# Technical Document: Attention Backward Speed Analysis
## Chart Title
**Attention backward speed, head dim 128 (H100 80GB SXM5)**
---
### Axis Labels
- **X-axis**: Sequence length (categories: 512, 1k, 2k, 4k, 8k, 16k)
- **Y-axis**: Speed (TFLOPs/s)
---
### Legend
| Color | Method |
|-------------|----------------------|
| Blue | Standard attention |
| Orange | FlashAttention-2 |
| Red | cuDNN |
| Purple | FlashAttention-3 |
---
### Data Points (Speed in TFLOPs/s)
| Sequence Length | Standard attention | FlashAttention-2 | cuDNN | FlashAttention-3 |
|-----------------|--------------------|------------------|-------|------------------|
| 512 | 104 | 214 | 305 | 316 |
| 1k | 131 | 260 | 408 | 424 |
| 2k | 159 | 291 | 465 | 501 |
| 4k | 174 | 310 | 499 | 542 |
| 8k | 181 | 318 | 518 | 559 |
| 16k | OOM | 322 | 516 | 561 |
---
### Key Observations
1. **Performance Trends**:
- **FlashAttention-3** consistently achieves the highest speed across all sequence lengths (316–561 TFLOPs/s).
- **cuDNN** outperforms **FlashAttention-2** and **Standard attention** at all sequence lengths (305–518 TFLOPs/s).
- **Standard attention** shows diminishing returns and becomes **out of memory (OOM)** at 16k sequence length.
2. **Scalability**:
- All methods exhibit increased speed with longer sequence lengths, except Standard attention at 16k.
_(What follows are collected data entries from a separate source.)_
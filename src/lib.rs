//! # Hugoland - Incremental Trivia RPG Engine
//!
//! Hugoland is the game-state engine of an incremental RPG whose core loop mixes trivia
//! with combat: every correct answer lands a hit on the current enemy, every wrong answer
//! lets the enemy strike back. Around that loop sit the meta-systems that keep a player
//! coming back: equipment and relics, research, mining, a relic market, a growing garden,
//! daily rewards, offline earnings, achievements and prestige.
//!
//! ## Features
//!
//! - **Deterministic engine**: every transition is a method on [`game::GameState`] that
//!   takes its randomness and current time as arguments and either applies fully or
//!   returns an [`game::ActionError`] without touching the state.
//! - **Versioned saves**: JSON snapshots with a version envelope, forward migration of
//!   legacy saves and section-by-section recovery from partial corruption.
//! - **Single-writer runtime**: one tokio task owns the live state, runs periodic tasks on
//!   an injectable clock and persists after every change.
//! - **Pluggable storage**: sled on disk or an in-memory map.
//!
//! ## Quick Start
//!
//! ```rust,no_run
//! use hugoland::config::Config;
//! use hugoland::runtime::{GameRuntime, SystemClock};
//! use hugoland::storage::Persistence;
//! use std::sync::Arc;
//!
//! #[tokio::main]
//! async fn main() -> anyhow::Result<()> {
//!     let config = Config::load("hugoland.toml").await?;
//!     let persistence = Persistence::from_config(&config.storage)?;
//!     let game = GameRuntime::start(&config, persistence, Arc::new(SystemClock)).await?;
//!
//!     let enemy = game.apply(|state, ctx| state.start_combat(&mut ctx.rng)).await??;
//!     println!("A wild {} appears", enemy.name);
//!
//!     game.shutdown().await?;
//!     Ok(())
//! }
//! ```
//!
//! ## Module Organization
//!
//! - [`game`] - state model, rules, formulas, generators and save format
//! - [`runtime`] - actor, scheduler and clocks
//! - [`storage`] - key-value persistence of the save blob
//! - [`config`] - TOML configuration
//! - [`trivia`] - question provider contract and built-in bank
//! - [`errors`] - infrastructure error type
//!
//! ## Architecture
//!
//! ```text
//! ┌─────────────────┐
//! │   CLI / UI      │ ← asks questions, sends actions
//! └─────────────────┘
//!          │ GameHandle
//! ┌─────────────────┐
//! │   Runtime       │ ← owns GameState, ticks timed systems
//! └─────────────────┘
//!          │ snapshots
//! ┌─────────────────┐
//! │   Storage       │ ← versioned JSON blob in sled
//! └─────────────────┘
//! ```

pub mod config;
pub mod errors;
pub mod game;
pub mod runtime;
pub mod storage;
pub mod trivia;
// Config file handling through the async loader.

use hugoland::config::{Config, StorageBackend};
use tempfile::tempdir;

#[tokio::test]
async fn default_file_round_trips() {
    let dir = tempdir().unwrap();
    let path = dir.path().join("hugoland.toml");
    let path = path.to_str().unwrap();

    Config::create_default(path).await.unwrap();
    let config = Config::load(path).await.unwrap();
    assert_eq!(config.storage.backend, StorageBackend::Sled);
    assert_eq!(config.scheduler.gem_trickle_secs, 60);
    assert_eq!(config.game.market_refresh_minutes, 5);
}

#[tokio::test]
async fn sparse_file_keeps_defaults() {
    let dir = tempdir().unwrap();
    let path = dir.path().join("sparse.toml");
    tokio::fs::write(&path, "[scheduler]\ngem_trickle_secs = 30\n")
        .await
        .unwrap();

    let config = Config::load(path.to_str().unwrap()).await.unwrap();
    assert_eq!(config.scheduler.gem_trickle_secs, 30);
    assert_eq!(config.scheduler.tick_ms, 1000);
    assert_eq!(config.storage.state_key, "hugoland_game_state");
}

#[tokio::test]
async fn invalid_values_are_rejected() {
    let dir = tempdir().unwrap();
    let path = dir.path().join("bad.toml");
    tokio::fs::write(&path, "[game]\nmarket_refresh_minutes = 0\n")
        .await
        .unwrap();
    let err = Config::load(path.to_str().unwrap()).await.unwrap_err();
    assert!(err.to_string().contains("market_refresh_minutes"));

    assert!(Config::load("/definitely/not/here.toml").await.is_err());
}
- FlashAttention-3 demonstrates the most significant performance improvement (e.g., +245 TFLOPs/s from 512 to 16k).
3. **Hardware Context**:
- Benchmarked on **H100 80GB SXM5** GPU with head dimension 128.
---
### Notes
- **OOM**: Indicates "out of memory" error for Standard attention at 16k sequence length.
- **Head dim 128**: Refers to the dimensionality of attention heads in the model architecture.